Emergency care in Chile post-2010 earthquake

Summary

The work of “Atención de Urgencia en Chile post sismo 2010” constitutes a community-based approach to risk management. It was implemented in a beneficiary population of 165,000 inhabitants in the city of Rancagua de Chile, after an earthquake in 2010.

The project studied the demand cycle of the population benefiting from health services, with respect to:

  • Quantification of demand in a beneficiary population of 165,000 inhabitants
  • Types of pathological conditions demanded in each earthquake
  • Experiences of the Rancagua de Chile population’s reaction to international aid, in relation to the response capacity of the public health system

Before, during and after adverse events, the relationship with the community is essential; in the 2010 event in Chile, the aim was to demonstrate the way in which the link between the community and a public service, such as Public Health, is generated.

During the organisation of the Emergency Hospital the following activities were implemented:

  • Initial and daily study of the effects on public health and epidemiological profile
  • Installation of an Emergency Hospital for Care, together with the nearby town
  • Recognition of Institutional Authorities and Community Leaders:
    • Neighbouring: Neighbourhood Council Chairs and Informal Leaders
    • Health: Service Director, Deputy Directors of Assistance, Logistics and Human Resources.
    • Community: Mayor, Municipal Heads of Social Development.
  • Implementation of activities with the community:
    • Diagnostic care and health recovery
    • Maintenance of the service area
    • Basic maintenance services: food, water, cleanliness and others related to health services
    • Leisure and recreation areas
    • Liaison with solidarity institutions: Lions Club, Rotary Club, Armed Forces, Fire Department, and other public safety organisations
    • Integrate the Public Health Network, under legal, administrative and statistical conditions
    • Support the work of the Public Health Network: Reduction in Waiting Lists
    • Communication of the developed health and community experience

This initiative was funded by:

  • Cuban government: Human Resources (21 to 36 professionals and health technicians), transfers in 2 aircraft, Operation and Maintenance Logistics during the first month, diagnostic, therapeutic and surgical equipment.
  • O’Higgins Public Health Service: Legal advice, supplies, premises, basic services, equipment maintenance, statistics and joint work with health professionals and technicians.
  • Municipality: Food, communication, international family links, protection due to seasonal variations.
  • Neighbourhood and Community Organisations: Labour for maintenance and social relations.

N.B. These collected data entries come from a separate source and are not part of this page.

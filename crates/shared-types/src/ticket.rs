use chrono::{DateTime, Utc};
use serde::{Deserialize, Serialize};
use uuid::Uuid;

/// Lifecycle state of a support ticket.
///
/// Tickets open as `New`, move to `Open` when staff picks them up, and end
/// as `Closed`. A closed ticket is read-only except for deletion.
#[derive(Debug, Clone, Copy, PartialEq, Eq, Serialize, Deserialize, Default)]
#[serde(rename_all = "lowercase")]
pub enum TicketStatus {
    #[default]
    New,
    Open,
    Closed,
}

impl TicketStatus {
    pub fn as_str(&self) -> &'static str {
        match self {
            TicketStatus::New => "new",
            TicketStatus::Open => "open",
            TicketStatus::Closed => "closed",
        }
    }

    /// Parse a stored status string, falling back to `New` for anything
    /// unrecognized (mirrors how the database CHECK constraint is seeded).
    pub fn from_str_or_default(s: &str) -> Self {
        match s {
            "open" => TicketStatus::Open,
            "closed" => TicketStatus::Closed,
            _ => TicketStatus::New,
        }
    }

    pub fn is_closed(&self) -> bool {
        matches!(self, TicketStatus::Closed)
    }
}

impl std::fmt::Display for TicketStatus {
    fn fmt(&self, f: &mut std::fmt::Formatter<'_>) -> std::fmt::Result {
        f.write_str(self.as_str())
    }
}

/// A support ticket as stored in Postgres.
#[derive(Debug, Clone, Serialize, Deserialize)]
#[cfg_attr(feature = "server", derive(sqlx::FromRow))]
pub struct Ticket {
    pub id: Uuid,
    pub user_id: i64,
    pub product: String,
    /// TicketStatus stored as text ("new", "open", "closed").
    pub status: String,
    pub description: String,
    pub created_at: DateTime<Utc>,
    pub updated_at: DateTime<Utc>,
}

/// Products a ticket can be filed against.
pub const PRODUCTS: &[&str] = &["iPhone", "iPad", "MacBook Pro", "iMac"];

/// Check whether a product string is part of the supported catalogue.
pub fn is_valid_product(s: &str) -> bool {
    PRODUCTS.contains(&s)
}

/// API response shape for a ticket.
#[derive(Debug, Clone, PartialEq, Serialize, Deserialize)]
pub struct TicketResponse {
    pub id: String,
    pub product: String,
    pub status: TicketStatus,
    pub description: String,
    pub created_at: String,
}

impl From<Ticket> for TicketResponse {
    fn from(t: Ticket) -> Self {
        Self {
            id: t.id.to_string(),
            product: t.product,
            status: TicketStatus::from_str_or_default(&t.status),
            description: t.description,
            created_at: t.created_at.to_rfc3339(),
        }
    }
}

/// Request body for opening a new ticket.
#[derive(Debug, Clone, PartialEq, Serialize, Deserialize)]
#[cfg_attr(feature = "validation", derive(validator::Validate))]
pub struct CreateTicketRequest {
    pub product: String,
    #[cfg_attr(
        feature = "validation",
        validate(length(min = 1, message = "Please describe your issue"))
    )]
    pub description: String,
}

#[cfg(test)]
mod tests {
    use super::*;
    use pretty_assertions::assert_eq;

    #[test]
    fn status_round_trips_through_strings() {
        for status in [TicketStatus::New, TicketStatus::Open, TicketStatus::Closed] {
            assert_eq!(TicketStatus::from_str_or_default(status.as_str()), status);
        }
    }

    #[test]
    fn unknown_status_defaults_to_new() {
        assert_eq!(TicketStatus::from_str_or_default("archived"), TicketStatus::New);
        assert_eq!(TicketStatus::from_str_or_default(""), TicketStatus::New);
    }

    #[test]
    fn only_closed_is_closed() {
        assert!(TicketStatus::Closed.is_closed());
        assert!(!TicketStatus::New.is_closed());
        assert!(!TicketStatus::Open.is_closed());
    }

    #[test]
    fn status_serializes_lowercase() {
        assert_eq!(
            serde_json::to_string(&TicketStatus::Closed).unwrap(),
            "\"closed\""
        );
        let parsed: TicketStatus = serde_json::from_str("\"open\"").unwrap();
        assert_eq!(parsed, TicketStatus::Open);
    }

    #[test]
    fn product_catalogue_validation() {
        assert!(is_valid_product("iPhone"));
        assert!(is_valid_product("MacBook Pro"));
        assert!(!is_valid_product("Walkman"));
    }

    #[test]
    fn ticket_response_converts_from_model() {
        let id = Uuid::new_v4();
        let ticket = Ticket {
            id,
            user_id: 7,
            product: "iPad".to_string(),
            status: "closed".to_string(),
            description: "screen cracked".to_string(),
            created_at: Utc::now(),
            updated_at: Utc::now(),
        };
        let resp = TicketResponse::from(ticket);
        assert_eq!(resp.id, id.to_string());
        assert_eq!(resp.status, TicketStatus::Closed);
        assert_eq!(resp.product, "iPad");
    }
}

The networks we worked with were:

  • Cuban government: Central Government, Cuban Embassy.
  • Chilean government: Churches of Chile.
  • Social Communication
  • Army and Fire Department.
  • Friends and Researchers.
  • Volunteer doctors from various countries trained at the Latin American School of Cuba

The project ended in November 2010.

Process


The community was integrated into the health process, where the Health Service and the Municipality were in charge of the coordination, follow-up and logistical support of the Emergency Hospital.
The most marginalised and at-risk groups were identified and integrated into the work to generate healthy lifestyles and offer care.
The community was integrated into spaces for participation and recreation, and met their health care needs.

Impact


The community groups were assimilated by the Health Centres, which are evolving into community and family management.
It was an opportunity for the community to learn how to integrate the Health Centres, to readapt to the local risk conditions and to feel part of the organisation process.

Other


The community's demand cycle in risk situations became self-evident.